JNS quoted B’nai B’rith Director of United Nations and Intercommunal Affairs David Michaels in its coverage of the Presbyterian Church (U.S.A) adopting an overture falsely accusing Israel of being an apartheid state.
The International Engagement Committee of the Presbyterian Church (U.S.A)’s 225th annual General Assembly adopted an overture accusing Israel of being an apartheid state on June 28.
Several Christian organizations, alongside groups opposed to anti-Semitism, protested against the overture and the denomination’s growing anti-Israel posturing before and after its adoption. The Philos Project, a Christian nonprofit dedicated to fostering positive Christian engagement with the Middle East, was at the forefront of the demonstrations.

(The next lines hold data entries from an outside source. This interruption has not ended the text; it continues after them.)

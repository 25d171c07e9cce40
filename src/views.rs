//! Server-rendered HTML pages
//!
//! Every dynamic value goes through `html_escape` before it is written.

use html_escape::{encode_double_quoted_attribute, encode_text};

use crate::service::{Dashboard, StudentView, TeacherView};

fn layout(title: &str, body: &str) -> String {
    format!(
        r#"<!DOCTYPE html>
<html lang="en">
<head>
  <meta charset="utf-8" />
  <meta name="viewport" content="width=device-width, initial-scale=1" />
  <title>{} - Instant Birthdays</title>
</head>
<body>
{}
</body>
</html>"#,
        encode_text(title),
        body
    )
}

/// GET / body: Instant Login link plus an optional error banner
pub fn login_page(authorize_url: &str, error: Option<&str>) -> String {
    let banner = error
        .map(str::trim)
        .filter(|message| !message.is_empty())
        .map(|message| format!("  <p class=\"error\">{}</p>\n", encode_text(message)))
        .unwrap_or_default();

    let body = format!(
        r#"  <h1>Instant Birthdays</h1>
{}  <p>See which of your students have a birthday coming up.</p>
  <a href="{}">Log in with Clever</a>"#,
        banner,
        encode_double_quoted_attribute(authorize_url)
    );

    layout("Login", &body)
}

/// GET /app body for either role
pub fn dashboard_page(dashboard: &Dashboard) -> String {
    let content = match dashboard {
        Dashboard::Student(view) => student_section(view),
        Dashboard::Teacher(view) => teacher_section(view),
    };

    let body = format!(
        r#"  <h1>Hello, {}!</h1>
{}
  <p><a href="/logout">Log out</a></p>"#,
        encode_text(dashboard.display_name()),
        content
    );

    layout("Birthdays", &body)
}

fn student_section(view: &StudentView) -> String {
    format!("  <p>Your birthday is {}.</p>", view.birthday)
}

fn teacher_section(view: &TeacherView) -> String {
    let today = if view.birthdays_today.is_empty() {
        format!("  <p>No birthdays today ({}).</p>", view.today)
    } else {
        format!(
            "  <p>Birthdays today ({}): {}</p>",
            view.today,
            encode_text(&view.birthdays_today)
        )
    };

    let rows = view
        .groups
        .iter()
        .map(|(date, entries)| {
            let names = entries
                .iter()
                .map(|entry| encode_text(&entry.name).into_owned())
                .collect::<Vec<_>>()
                .join(", ");
            format!("    <tr><td>{date}</td><td>{names}</td></tr>")
        })
        .collect::<Vec<_>>()
        .join("\n");

    format!(
        r#"{}
  <p>Next birthday: {}</p>
  <table>
    <tr><th>Date</th><th>Students</th></tr>
{}
  </table>"#,
        today,
        encode_text(&view.next_birthday.to_string()),
        rows
    )
}
//! API layer
//!
//! HTTP handlers for:
//! - The authenticated birthday view
//! - Metrics (Prometheus)

mod app;
pub mod metrics;

pub use app::app_router;
pub use metrics::metrics_router;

On June 25, Philos organized a campaign for participants to drop a pre-drafted letter at their nearest Presbyterian church three days before the committee considered the overture. The letter called on the denomination’s leaders to reject the overture, “On Recognition That Israel’s Laws, Policies, and Practices Constitute Apartheid Against the Palestinian People.”
Submitted by the Presbytery of Grace—a body of Presbyterian elders and ministers—the overture called on the Presbyterian Church to consider Israeli laws vis-à-vis Palestinians as fulfilling “the international legal definition of apartheid.”
Equating Israeli-Palestinian relations with race relations in apartheid South Africa, the overture alleged that Israel had separate laws for Jews and Palestinians that privileged Jews over Palestinians, and that Israel relegated Palestinians to “reserves and ghettos.” The overture further accused Israel of “[e]xpropriating Palestinian land and water for Jewish-only settlements” and denying Palestinians “freedom of residence” and “right to a nationality,” and called for PCUSA to take action against the Jewish state.
‘Instrumentalize the church to demonize Israel’
B’nai B’rith Director of United Nations and Intercommunal Affairs David J. Michaels told JNS that the Presbyterian Church’s overtures “escalate a record of obsessive one-sidedness,” adding that they contain a “recognition only of Israeli sin and only of Palestinian hardship.”
“Israel, a democracy, is slandered as an ‘apartheid’ state, but not its violent adversaries, or any non-democratic state,” he said. “Palestinian suffering is memorialized as a ‘catastrophe,’ but not Israeli Jews’ suffering.”